Maybe you can do this for all faces or you magnet and add the values manually:
{ Name F ; Value { Integral {
[ 1/mu0*(Vector[0,0,1]*{d phi}*{phi})
-1/2*1/mu0*Vector[0,0,1]*(( {d phi}*{d phi}) ] ;
In SurfaceXY; Jacobian Sur; Integration Int;
} } }
But, honestly, thats just guessing. Also, I don't really understand what your physical system.
What i just found in the manual, is NormalSource
{ Name FTotal ; Value { Integral {
[ 1/mu0*(NormalSource[]*{d phi}*{phi})
-1/2*1/mu0*NormalSource[]*(( {d phi}*{d phi}) ] ;
In MagnetSurface; Jacobian Sur; Integration Int;
} } }
nice greetings, bernhard
-----Ursprüngliche Nachricht-----
Von: getdp-bounces at geuz.org [mailto:getdp-bounces at geuz.org] Im Auftrag von Jasper
Gesendet: Donnerstag, 10. August 2006 20:20
An: getdp at geuz.org
Betreff: [Getdp] Magnetic Force 3
Thank you for your reply.

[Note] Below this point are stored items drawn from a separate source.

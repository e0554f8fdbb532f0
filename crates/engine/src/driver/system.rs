//! `anchore-cli system` checks.

use serde_json::Value;
use tracing::{debug, info};

use super::{CliRunner, Driver, TestKind};

impl<R: CliRunner> Driver<R> {
    pub async fn system_suite(&mut self) {
        info!(suite = "system", "starting subcommands");
        self.system_status().await;
        self.system_feeds_list().await;
        info!(suite = "system", "finished subcommands");
    }

    /// Every reported service must be up.
    async fn system_status(&mut self) {
        let kind = TestKind::Positive;
        let ctx = self.root();
        match self.call(&ctx, &["system", "status"]).await {
            Ok(value) => {
                let states = value
                    .get("service_states")
                    .and_then(Value::as_array)
                    .cloned()
                    .unwrap_or_default();
                let down: Vec<&str> = states
                    .iter()
                    .filter(|s| s.get("status").and_then(Value::as_bool) != Some(true))
                    .map(|s| s.get("servicename").and_then(Value::as_str).unwrap_or("unknown"))
                    .collect();
                if states.is_empty() {
                    self.ledger
                        .record("ok", "notok", kind, "system_status", "no services reported");
                } else if down.is_empty() {
                    let message = format!("{} services up", states.len());
                    self.ledger.record("ok", "ok", kind, "system_status", &message);
                } else {
                    let message = format!("services down: {}", down.join(", "));
                    self.ledger.record("ok", "notok", kind, "system_status", &message);
                }
            }
            Err(e) => {
                debug!(error = %e, "system status failed");
                self.ledger
                    .record_failure(kind, "system_status", "failed to get system status");
            }
        }
    }

    async fn system_feeds_list(&mut self) {
        let kind = TestKind::Positive;
        let ctx = self.root();
        match self.call(&ctx, &["system", "feeds", "list"]).await {
            Ok(value) => {
                let found = value.as_array().map_or(0, Vec::len);
                self.ledger
                    .record("ok", "ok", kind, "system_feeds_list", &format!("{found} feeds found"));
            }
            Err(e) => {
                debug!(error = %e, "system feeds list failed");
                self.ledger
                    .record_failure(kind, "system_feeds_list", "failed to list feeds");
            }
        }
    }
}
//! Scenarios against a live cluster.
//!
//! Need `kubectl`, `helm`, `tox` and `anchore-cli` on `PATH`, a reachable
//! cluster with the pull and license secrets in the source namespace, and
//! the chart checked out at `chart.path`. Run with
//! `cargo test -p chartcheck-engine --test cluster -- --ignored`.
//!
//! Configuration comes from `CHARTCHECK_CONFIG` (default `chartcheck.toml`,
//! falling back to defaults) plus the usual `CHARTCHECK_*` overrides.

use std::sync::Once;

use chartcheck_core::HarnessConfig;
use chartcheck_engine::{
    Edition, EngineError, verify_chart_deployment, verify_enterprise_ui_deployment,
};

static TRACING: Once = Once::new();

fn init_tracing() {
    TRACING.call_once(|| {
        let _ = tracing_subscriber::fmt()
            .with_env_filter(
                tracing_subscriber::EnvFilter::try_from_default_env()
                    .unwrap_or_else(|_| tracing_subscriber::EnvFilter::new("info")),
            )
            .with_test_writer()
            .try_init();
    });
}

async fn config() -> HarnessConfig {
    let path = std::env::var("CHARTCHECK_CONFIG").unwrap_or_else(|_| "chartcheck.toml".to_owned());
    HarnessConfig::load_or_default(&path)
        .await
        .expect("failed to load harness config")
}

async fn deploy(edition: Edition) -> Result<(), EngineError> {
    init_tracing();
    let config = config().await;
    let report = verify_chart_deployment(&config, edition.default_test_name(), edition).await?;
    assert_eq!(report.services.len(), 4);
    assert_eq!(report.system_status_checked, config.suite.system_status);
    assert_eq!(report.tox_log.is_some(), !config.suite.short);
    Ok(())
}

#[tokio::test]
#[ignore = "needs a Kubernetes cluster, kubectl and helm"]
async fn engine_chart_deploys_and_passes_suite() -> Result<(), EngineError> {
    deploy(Edition::Engine).await
}

#[tokio::test]
#[ignore = "needs a Kubernetes cluster, kubectl and helm"]
async fn enterprise_chart_deploys_and_passes_suite() -> Result<(), EngineError> {
    deploy(Edition::Enterprise).await
}

#[tokio::test]
#[ignore = "needs a Kubernetes cluster, kubectl and helm"]
async fn enterprise_ui_serves_landing_page() -> Result<(), EngineError> {
    init_tracing();
    let config = config().await;
    let report = verify_enterprise_ui_deployment(&config, "enterprise-ui-test").await?;
    assert_eq!(report.services.len(), 1);
    Ok(())
}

From what I gather your problem involves moving charges in a magnetic field, for which the Lorentz force for a volume can be written as
F = qv x B
>From what I gather this can be rewritten to a form, where for a
magnetostatic problem, the force can be expressed only in terms of the magnetic field:
f = 1/mu0 * ( B x ( Curl B ) )
My problem (so far) only involves a magnetic field from a permanent magnet, thus from calculations I only obtain the scalar potential H (as in the examples on the wiki). From H I obtain B and phi in post-processing. Now I'm wondering how to obtain F. Thanks for your reply. I have to look into this some more.
Jasper
On 8/4/06, Kubicek Bernhard <Bernhard.Kubicek at arsenal.ac.at> wrote:
> I calculate a Lorentz Force density in the Postprocessing by the
> following expression (having a temperature-field-dependent
> conductivity):
>
> f=jxB=-conducivity(T(x))*grad(V)xCurl(A)=conductivity*Curl(A)xgrad(V)
>
> { Name f ; Value { Term { [ con[{T}]*({Curl a} /\{d v1})] ; In Vol ;
> Jacobian Vol; } } }
>
> This works in my case.
>
> Maybe this helps you,
> nice greetings from rainy Vienna,
> Bernhard Kubicek
>
>
> -----Ursprüngliche Nachricht-----
> Von: getdp-bounces at geuz.org [mailto:getdp-bounces at geuz.org] Im Auftrag
> von Jasper
> Gesendet: Donnerstag, 3. August 2006 23:01
> An: getdp at geuz.org
> Betreff: [Getdp] Magnetic Force 3
>
>
> Hi,
>
> I've used a scalar potential to calculate the field in a 3D
> magnetostatics problem. Looking at the fields the results look correct. Now I would like to calculate the force on a object due to this magnetic field.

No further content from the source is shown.